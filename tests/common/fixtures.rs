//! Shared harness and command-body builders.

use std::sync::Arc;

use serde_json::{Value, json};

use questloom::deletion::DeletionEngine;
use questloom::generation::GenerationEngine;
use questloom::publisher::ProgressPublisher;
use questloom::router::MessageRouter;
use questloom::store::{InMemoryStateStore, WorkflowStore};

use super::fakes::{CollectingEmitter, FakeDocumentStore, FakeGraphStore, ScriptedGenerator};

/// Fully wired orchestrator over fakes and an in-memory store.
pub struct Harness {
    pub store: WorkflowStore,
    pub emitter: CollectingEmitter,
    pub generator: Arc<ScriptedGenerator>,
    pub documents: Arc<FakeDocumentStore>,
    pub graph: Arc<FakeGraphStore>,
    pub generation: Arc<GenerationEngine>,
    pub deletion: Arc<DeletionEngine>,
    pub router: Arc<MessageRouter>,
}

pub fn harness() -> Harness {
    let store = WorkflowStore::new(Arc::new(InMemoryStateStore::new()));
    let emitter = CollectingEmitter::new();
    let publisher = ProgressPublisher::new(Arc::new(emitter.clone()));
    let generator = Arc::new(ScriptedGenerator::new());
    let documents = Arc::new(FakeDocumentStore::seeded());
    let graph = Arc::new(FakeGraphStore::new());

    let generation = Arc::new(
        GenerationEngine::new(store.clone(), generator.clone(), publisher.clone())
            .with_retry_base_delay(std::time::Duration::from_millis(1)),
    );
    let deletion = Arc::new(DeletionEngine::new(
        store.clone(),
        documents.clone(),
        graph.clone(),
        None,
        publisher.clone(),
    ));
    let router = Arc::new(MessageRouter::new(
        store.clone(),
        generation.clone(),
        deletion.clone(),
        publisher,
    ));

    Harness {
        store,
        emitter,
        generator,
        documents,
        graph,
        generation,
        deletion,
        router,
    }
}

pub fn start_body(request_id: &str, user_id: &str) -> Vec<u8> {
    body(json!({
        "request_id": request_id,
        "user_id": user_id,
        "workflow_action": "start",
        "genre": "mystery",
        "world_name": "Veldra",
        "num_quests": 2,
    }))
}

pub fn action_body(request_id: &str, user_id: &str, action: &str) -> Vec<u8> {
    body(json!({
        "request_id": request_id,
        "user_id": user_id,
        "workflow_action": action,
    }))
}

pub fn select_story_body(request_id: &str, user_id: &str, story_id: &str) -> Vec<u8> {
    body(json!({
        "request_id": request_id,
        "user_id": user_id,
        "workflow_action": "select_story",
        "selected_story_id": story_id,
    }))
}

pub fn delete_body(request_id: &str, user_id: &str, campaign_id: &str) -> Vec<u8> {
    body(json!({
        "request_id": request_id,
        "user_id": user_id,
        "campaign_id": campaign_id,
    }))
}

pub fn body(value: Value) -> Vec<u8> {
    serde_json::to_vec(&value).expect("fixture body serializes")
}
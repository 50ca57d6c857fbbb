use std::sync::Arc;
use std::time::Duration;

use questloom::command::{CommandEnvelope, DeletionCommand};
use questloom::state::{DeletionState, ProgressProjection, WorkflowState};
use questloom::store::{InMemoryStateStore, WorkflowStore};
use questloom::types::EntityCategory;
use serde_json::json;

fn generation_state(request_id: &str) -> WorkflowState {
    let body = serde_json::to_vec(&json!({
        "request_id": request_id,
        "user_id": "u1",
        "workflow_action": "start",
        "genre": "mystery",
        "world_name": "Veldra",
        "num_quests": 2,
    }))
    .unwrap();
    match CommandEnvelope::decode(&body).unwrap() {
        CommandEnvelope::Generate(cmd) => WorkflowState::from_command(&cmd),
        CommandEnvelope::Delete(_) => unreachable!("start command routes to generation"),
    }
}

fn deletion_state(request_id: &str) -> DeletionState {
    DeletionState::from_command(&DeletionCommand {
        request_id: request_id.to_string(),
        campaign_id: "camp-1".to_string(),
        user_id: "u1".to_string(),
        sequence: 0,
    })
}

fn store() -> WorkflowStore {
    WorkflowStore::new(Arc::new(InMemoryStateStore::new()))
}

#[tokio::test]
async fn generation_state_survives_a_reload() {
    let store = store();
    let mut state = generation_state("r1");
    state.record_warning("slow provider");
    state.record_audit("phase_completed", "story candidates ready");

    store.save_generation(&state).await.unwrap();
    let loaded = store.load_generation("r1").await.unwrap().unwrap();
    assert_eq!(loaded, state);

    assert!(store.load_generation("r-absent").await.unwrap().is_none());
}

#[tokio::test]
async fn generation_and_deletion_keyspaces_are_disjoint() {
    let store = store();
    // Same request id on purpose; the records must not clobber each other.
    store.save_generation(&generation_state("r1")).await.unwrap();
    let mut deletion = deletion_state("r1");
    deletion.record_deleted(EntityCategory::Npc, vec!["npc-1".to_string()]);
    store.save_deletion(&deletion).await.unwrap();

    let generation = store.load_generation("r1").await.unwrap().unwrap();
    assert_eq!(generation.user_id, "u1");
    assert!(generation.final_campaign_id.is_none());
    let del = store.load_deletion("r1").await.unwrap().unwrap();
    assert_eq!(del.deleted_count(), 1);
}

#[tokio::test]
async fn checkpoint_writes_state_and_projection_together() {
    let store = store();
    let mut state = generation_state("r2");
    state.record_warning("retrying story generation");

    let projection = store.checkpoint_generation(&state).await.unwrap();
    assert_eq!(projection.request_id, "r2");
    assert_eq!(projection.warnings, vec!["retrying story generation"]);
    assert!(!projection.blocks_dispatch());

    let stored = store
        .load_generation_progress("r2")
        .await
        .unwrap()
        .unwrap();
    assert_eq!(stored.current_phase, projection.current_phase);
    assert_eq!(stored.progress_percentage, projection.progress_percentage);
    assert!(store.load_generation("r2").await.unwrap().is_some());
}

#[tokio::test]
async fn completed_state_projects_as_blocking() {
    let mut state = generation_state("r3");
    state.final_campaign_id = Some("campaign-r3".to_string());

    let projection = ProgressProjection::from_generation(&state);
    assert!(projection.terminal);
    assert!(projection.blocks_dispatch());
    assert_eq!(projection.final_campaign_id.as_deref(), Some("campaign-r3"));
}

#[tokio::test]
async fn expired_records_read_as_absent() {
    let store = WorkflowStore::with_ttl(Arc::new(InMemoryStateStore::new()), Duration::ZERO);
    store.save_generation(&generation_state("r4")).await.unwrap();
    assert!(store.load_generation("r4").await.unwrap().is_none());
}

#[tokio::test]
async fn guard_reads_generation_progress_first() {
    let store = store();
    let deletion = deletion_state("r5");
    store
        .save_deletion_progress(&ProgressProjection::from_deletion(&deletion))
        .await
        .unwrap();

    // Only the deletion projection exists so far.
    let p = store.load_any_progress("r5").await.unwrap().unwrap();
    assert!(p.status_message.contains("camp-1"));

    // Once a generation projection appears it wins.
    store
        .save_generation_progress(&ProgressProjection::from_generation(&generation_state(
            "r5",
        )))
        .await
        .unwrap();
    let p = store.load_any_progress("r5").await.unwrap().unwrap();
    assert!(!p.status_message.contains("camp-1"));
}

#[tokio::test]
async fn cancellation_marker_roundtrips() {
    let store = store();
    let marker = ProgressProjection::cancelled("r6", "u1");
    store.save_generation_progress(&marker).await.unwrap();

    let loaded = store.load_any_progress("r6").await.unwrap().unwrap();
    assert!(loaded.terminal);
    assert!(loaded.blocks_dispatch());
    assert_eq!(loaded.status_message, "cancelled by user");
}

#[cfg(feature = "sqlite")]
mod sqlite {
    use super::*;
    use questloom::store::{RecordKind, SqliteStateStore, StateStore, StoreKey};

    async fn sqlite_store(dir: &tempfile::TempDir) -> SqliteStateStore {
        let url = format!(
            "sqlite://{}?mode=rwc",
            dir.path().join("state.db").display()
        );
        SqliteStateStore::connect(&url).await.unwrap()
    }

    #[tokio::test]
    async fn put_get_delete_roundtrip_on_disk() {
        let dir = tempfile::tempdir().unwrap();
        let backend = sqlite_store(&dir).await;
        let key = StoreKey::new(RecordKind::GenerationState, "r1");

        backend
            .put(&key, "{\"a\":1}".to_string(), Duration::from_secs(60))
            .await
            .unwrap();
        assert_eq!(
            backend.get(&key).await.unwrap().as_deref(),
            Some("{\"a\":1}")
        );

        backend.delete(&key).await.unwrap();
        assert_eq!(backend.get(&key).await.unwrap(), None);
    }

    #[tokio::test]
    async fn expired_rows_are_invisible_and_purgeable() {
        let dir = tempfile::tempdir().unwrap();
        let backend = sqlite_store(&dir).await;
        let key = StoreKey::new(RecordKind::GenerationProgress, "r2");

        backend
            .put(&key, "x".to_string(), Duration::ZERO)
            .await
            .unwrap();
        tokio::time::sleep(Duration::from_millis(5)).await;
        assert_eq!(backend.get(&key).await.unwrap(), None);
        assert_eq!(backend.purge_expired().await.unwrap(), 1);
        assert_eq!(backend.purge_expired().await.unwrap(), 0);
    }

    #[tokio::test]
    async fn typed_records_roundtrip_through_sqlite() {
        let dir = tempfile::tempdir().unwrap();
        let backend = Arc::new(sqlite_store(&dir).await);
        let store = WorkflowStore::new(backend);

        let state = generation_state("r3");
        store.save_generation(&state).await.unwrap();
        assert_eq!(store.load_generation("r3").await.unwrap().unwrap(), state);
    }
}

### Work to be completed
Look through the records above and please copy every line in which the string "MessageRouter" occurs.

### Task response
use questloom::router::MessageRouter;
    pub router: Arc<MessageRouter>,
    let router = Arc::new(MessageRouter::new(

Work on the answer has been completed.